Domo arigato for the useful info regarding "swan song". As a non-native English speaker, how the words and phrases I haven't seen very often actually sound to native speakers is an intriguing yet hard-to-learn-by-myself matter. I very much appreciate your help.

This morning, I noticed a paperback that I bought many years ago but have left unread -- "GET TO THE ROOTS - A Dictionary of Words & Phrase Origins" (Martin Manser, Avon Books). I looked up "swan song", and sure there was! Here let me quote:

The expression derives from the belief - found in writings of the ancient Greeks and the poetry of Shakespeare and Coleridge - that a swan sings a beautiful sweet song just before it dies. The belief is in fact mistaken, but nevertheless the expression lingers.

Interesting, even though it isn't the case, the expression sounds somewhat persuasive.

It's always fun for me to get to know new words and phrases.

Comments

Yes, there's a lot more to words than their meanings; there's the feelings they convey, the images and memories they invoke.

I've had a question about a Japanese expression that I've been wanting to ask you. (Actually, I'd like to start an equivalent section on my weblog with the hope that some of you native speakers of Japanese would clarify my questions on Japanese).

Do you know what futon-mushi is? Have you ever done futon-mushi? The older (over 60) teachers at my school were all familiar with the term and a common practice in their youth on overnight school trips. The younger teachers had heard the term, but seemed to consider it old-fashioned. The students had never even heard the term.

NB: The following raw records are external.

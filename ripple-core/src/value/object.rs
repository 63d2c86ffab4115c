//! Plain objects: ordered property bags with data and accessor properties.

use std::cell::RefCell;
use std::collections::HashMap;
use std::fmt;
use std::rc::Rc;

use indexmap::IndexMap;

use super::{ObjectId, Value};
use crate::error::ObservationError;
use crate::observer::{InstalledObserver, PropertyObserver};
use crate::proxy::{self, Proxied};

/// Getter of an accessor property. Receives the handle the read went
/// through, so a getter invoked on a proxy reads through the proxy too.
pub type Getter = Rc<dyn Fn(&ObjectRef) -> Value>;

/// Setter of an accessor property.
pub type Setter = Rc<dyn Fn(&ObjectRef, Value)>;

/// An accessor property definition.
#[derive(Clone)]
pub struct Accessor {
    pub(crate) getter: Option<Getter>,
    pub(crate) setter: Option<Setter>,
    pub(crate) configurable: bool,
}

impl Accessor {
    /// An accessor with neither getter nor setter, configurable.
    pub fn new() -> Self {
        Self {
            getter: None,
            setter: None,
            configurable: true,
        }
    }

    pub fn getter<F>(mut self, getter: F) -> Self
    where
        F: Fn(&ObjectRef) -> Value + 'static,
    {
        self.getter = Some(Rc::new(getter));
        self
    }

    pub fn setter<F>(mut self, setter: F) -> Self
    where
        F: Fn(&ObjectRef, Value) + 'static,
    {
        self.setter = Some(Rc::new(setter));
        self
    }

    /// Mark the accessor as non-configurable. Such properties cannot be
    /// intercepted and fall back to dirty checking.
    pub fn non_configurable(mut self) -> Self {
        self.configurable = false;
        self
    }

    pub fn has_getter(&self) -> bool {
        self.getter.is_some()
    }

    pub fn has_setter(&self) -> bool {
        self.setter.is_some()
    }

    pub fn is_configurable(&self) -> bool {
        self.configurable
    }
}

impl Default for Accessor {
    fn default() -> Self {
        Self::new()
    }
}

/// A property slot.
#[derive(Clone)]
pub enum Property {
    Data(Value),
    Accessor(Accessor),
}

pub(crate) struct ObjectInner {
    id: ObjectId,
    props: RefCell<IndexMap<Rc<str>, Property>>,
    /// Observers cached per key. Installed observers also intercept writes
    /// (and, for computed properties, reads) made through any handle.
    observers: RefCell<HashMap<Rc<str>, InstalledObserver>>,
}

/// Handle to a plain object.
///
/// # Example
///
/// ```rust,ignore
/// let user = ObjectRef::from_entries([("first", "Ada"), ("last", "Lovelace")]);
/// user.define_accessor(
///     "full",
///     Accessor::new().getter(|this| format!("{} {}", this.get("first"), this.get("last")).into()),
/// );
/// assert_eq!(user.get("full"), Value::from("Ada Lovelace"));
/// ```
#[derive(Clone)]
pub struct ObjectRef {
    inner: Rc<ObjectInner>,
    proxied: bool,
}

impl ObjectRef {
    pub fn new() -> Self {
        Self {
            inner: Rc::new(ObjectInner {
                id: ObjectId::next(),
                props: RefCell::new(IndexMap::new()),
                observers: RefCell::new(HashMap::new()),
            }),
            proxied: false,
        }
    }

    /// Create an object with the given data properties.
    pub fn from_entries<I, K, V>(entries: I) -> Self
    where
        I: IntoIterator<Item = (K, V)>,
        K: AsRef<str>,
        V: Into<Value>,
    {
        let object = Self::new();
        for (key, value) in entries {
            let value: Value = value.into();
            object.write_data(key.as_ref(), value.raw());
        }
        object
    }

    pub(crate) fn from_inner(inner: Rc<ObjectInner>, proxied: bool) -> Self {
        Self { inner, proxied }
    }

    pub(crate) fn inner(&self) -> &Rc<ObjectInner> {
        &self.inner
    }

    pub fn id(&self) -> ObjectId {
        self.inner.id
    }

    /// Read a property. On a proxy this records a dependency on
    /// `(object, key)` and wraps object results in proxies.
    pub fn get(&self, key: &str) -> Value {
        if self.proxied {
            proxy::observe_property(&Value::Object(self.raw()), key);
            self.read(key).proxy()
        } else {
            self.read(key)
        }
    }

    /// Assign a property. Routed through the installed observer when the
    /// property is being observed. Fails only for accessors without setter.
    pub fn set(&self, key: &str, value: impl Into<Value>) -> Result<(), ObservationError> {
        let value: Value = value.into();
        let value = value.raw();
        match self.installed(key) {
            Some(observer) => observer.as_observer().set_value(value),
            None => self.write(key, value),
        }
    }

    /// Whether the property exists. Tracked on proxies.
    pub fn has(&self, key: &str) -> bool {
        if self.proxied {
            proxy::observe_property(&Value::Object(self.raw()), key);
        }
        self.contains_key(key)
    }

    /// Own property names in definition order. Never tracked.
    pub fn keys(&self) -> Vec<String> {
        self.inner.props.borrow().keys().map(|k| k.to_string()).collect()
    }

    pub fn len(&self) -> usize {
        self.inner.props.borrow().len()
    }

    pub fn is_empty(&self) -> bool {
        self.len() == 0
    }

    /// Define (or redefine) an accessor property.
    ///
    /// Accessors should be defined before the property is first observed;
    /// an observer already installed for `key` keeps its original strategy.
    pub fn define_accessor(&self, key: &str, accessor: Accessor) {
        self.define_property(key, Property::Accessor(accessor));
    }

    pub fn define_property(&self, key: &str, property: Property) {
        self.inner.props.borrow_mut().insert(Rc::from(key), property);
    }

    pub(crate) fn contains_key(&self, key: &str) -> bool {
        self.inner.props.borrow().contains_key(key)
    }

    pub(crate) fn descriptor(&self, key: &str) -> Option<Property> {
        self.inner.props.borrow().get(key).cloned()
    }

    /// Untracked read honouring installed computed observers.
    pub(crate) fn read(&self, key: &str) -> Value {
        if let Some(InstalledObserver::Computed(computed)) = self.installed(key) {
            return computed.get_value();
        }
        self.read_own(key)
    }

    /// Untracked read of the property itself, invoking getters.
    pub(crate) fn read_own(&self, key: &str) -> Value {
        match self.descriptor(key) {
            Some(Property::Data(value)) => value,
            Some(Property::Accessor(accessor)) => match accessor.getter {
                Some(getter) => getter(self),
                None => Value::Undefined,
            },
            None => Value::Undefined,
        }
    }

    /// Stored value of a data property; `undefined` for accessors.
    pub(crate) fn read_data(&self, key: &str) -> Value {
        match self.inner.props.borrow().get(key) {
            Some(Property::Data(value)) => value.clone(),
            _ => Value::Undefined,
        }
    }

    /// Untracked write bypassing installed observers.
    pub(crate) fn write(&self, key: &str, value: Value) -> Result<(), ObservationError> {
        match self.descriptor(key) {
            Some(Property::Accessor(accessor)) => match accessor.setter {
                Some(setter) => {
                    setter(self, value);
                    Ok(())
                }
                None => Err(ObservationError::ReadonlyProperty(key.to_string())),
            },
            _ => {
                self.write_data(key, value);
                Ok(())
            }
        }
    }

    pub(crate) fn write_data(&self, key: &str, value: Value) {
        let mut props = self.inner.props.borrow_mut();
        match props.get_mut(key) {
            Some(slot) => *slot = Property::Data(value),
            None => {
                props.insert(Rc::from(key), Property::Data(value));
            }
        }
    }

    pub(crate) fn installed(&self, key: &str) -> Option<InstalledObserver> {
        self.inner.observers.borrow().get(key).cloned()
    }

    pub(crate) fn install(&self, key: &str, observer: InstalledObserver) {
        self.inner
            .observers
            .borrow_mut()
            .insert(Rc::from(key), observer);
    }
}

impl Default for ObjectRef {
    fn default() -> Self {
        Self::new()
    }
}

impl Proxied for ObjectRef {
    fn proxy(&self) -> Self {
        Self::from_inner(Rc::clone(&self.inner), true)
    }

    fn raw(&self) -> Self {
        Self::from_inner(Rc::clone(&self.inner), false)
    }

    fn is_proxy(&self) -> bool {
        self.proxied
    }
}

impl fmt::Debug for ObjectRef {
    fn fmt(&self, f: &mut fmt::Formatter<'_>) -> fmt::Result {
        if self.proxied {
            write!(f, "Proxy(Object#{})", self.id().raw())
        } else {
            write!(f, "Object#{}", self.id().raw())
        }
    }
}

#[cfg(test)]
mod tests {
    use super::*;
    use std::cell::Cell;

    #[test]
    fn data_properties_round_trip() {
        let object = ObjectRef::from_entries([("a", 1)]);
        assert_eq!(object.get("a"), Value::from(1));
        assert_eq!(object.get("missing"), Value::Undefined);

        object.set("b", "two").unwrap();
        assert_eq!(object.keys(), vec!["a".to_string(), "b".to_string()]);
        assert!(object.has("b"));
    }

    #[test]
    fn accessors_receive_the_handle_used() {
        let object = ObjectRef::from_entries([("x", 2)]);
        object.define_accessor(
            "double",
            Accessor::new().getter(|this| Value::from(this.get("x").to_number() * 2.0)),
        );
        assert_eq!(object.get("double"), Value::from(4));

        let seen_proxy = Rc::new(Cell::new(false));
        let seen = Rc::clone(&seen_proxy);
        object.define_accessor(
            "lookup",
            Accessor::new().getter(move |this| {
                seen.set(this.is_proxy());
                Value::Undefined
            }),
        );
        object.proxy().get("lookup");
        assert!(seen_proxy.get());
    }

    #[test]
    fn setter_only_accessor_accepts_writes() {
        let object = ObjectRef::new();
        let last = Rc::new(RefCell::new(Value::Undefined));
        let sink = Rc::clone(&last);
        object.define_accessor(
            "sink",
            Accessor::new().setter(move |_, value| *sink.borrow_mut() = value),
        );

        object.set("sink", 7).unwrap();
        assert_eq!(*last.borrow(), Value::from(7));
        assert_eq!(object.get("sink"), Value::Undefined);
    }

    #[test]
    fn getter_only_accessor_is_readonly() {
        let object = ObjectRef::new();
        object.define_accessor("answer", Accessor::new().getter(|_| Value::from(42)));

        let err = object.set("answer", 1).unwrap_err();
        assert_eq!(err, ObservationError::ReadonlyProperty("answer".into()));
    }

    #[test]
    fn values_are_stored_raw() {
        let child = ObjectRef::new();
        let parent = ObjectRef::new().proxy();
        parent.set("child", child.proxy()).unwrap();

        assert!(!parent.raw().get("child").is_proxy());
        assert!(parent.get("child").is_proxy());
    }
}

By the way, I found this term in my kanji dictionary, the source of many archaic and literary terms. It does not appear in my Japanese-English dictionary.

Hi, M
I've never heard of the "futon-mushi."
I'd like to know what it is.
Is it to put a person in rolled futon?

M, I looked it up in a Japanese dictionary. I understand the idea, but I've never done it. Frankly, I think it sounds old-fashioned now.

Kiyo-san,
Did you look it up in the dictionary because you hadn't heard the term before, or only because you wanted to clarify the meaning of it?

Serena, according to my kanji dictionary futonmushi means "confining (someone) under several futons (for fun)". This sounds, to me, like the Japanese equivalent of a pillow fight.

As far as I know, American children still have pillow fights at slumber parties (or sleepovers as they're called now). Pillow fights (shot in slow motion) are also a popular cliche in some movies for teenagers providing frat boys the opportunity to ogle girls clad in short nighties. How the feathers fly! (The pillow are always soft, feather pillows, never foam pillows.)

I consulted the dictionary because I didn't know the meaning. Actually, I'm not sure if I have heard it before.

Talking of pillow fights, we have "makura-nage," where kids throw pillows at each other - popular sham fights on occasions like school trips.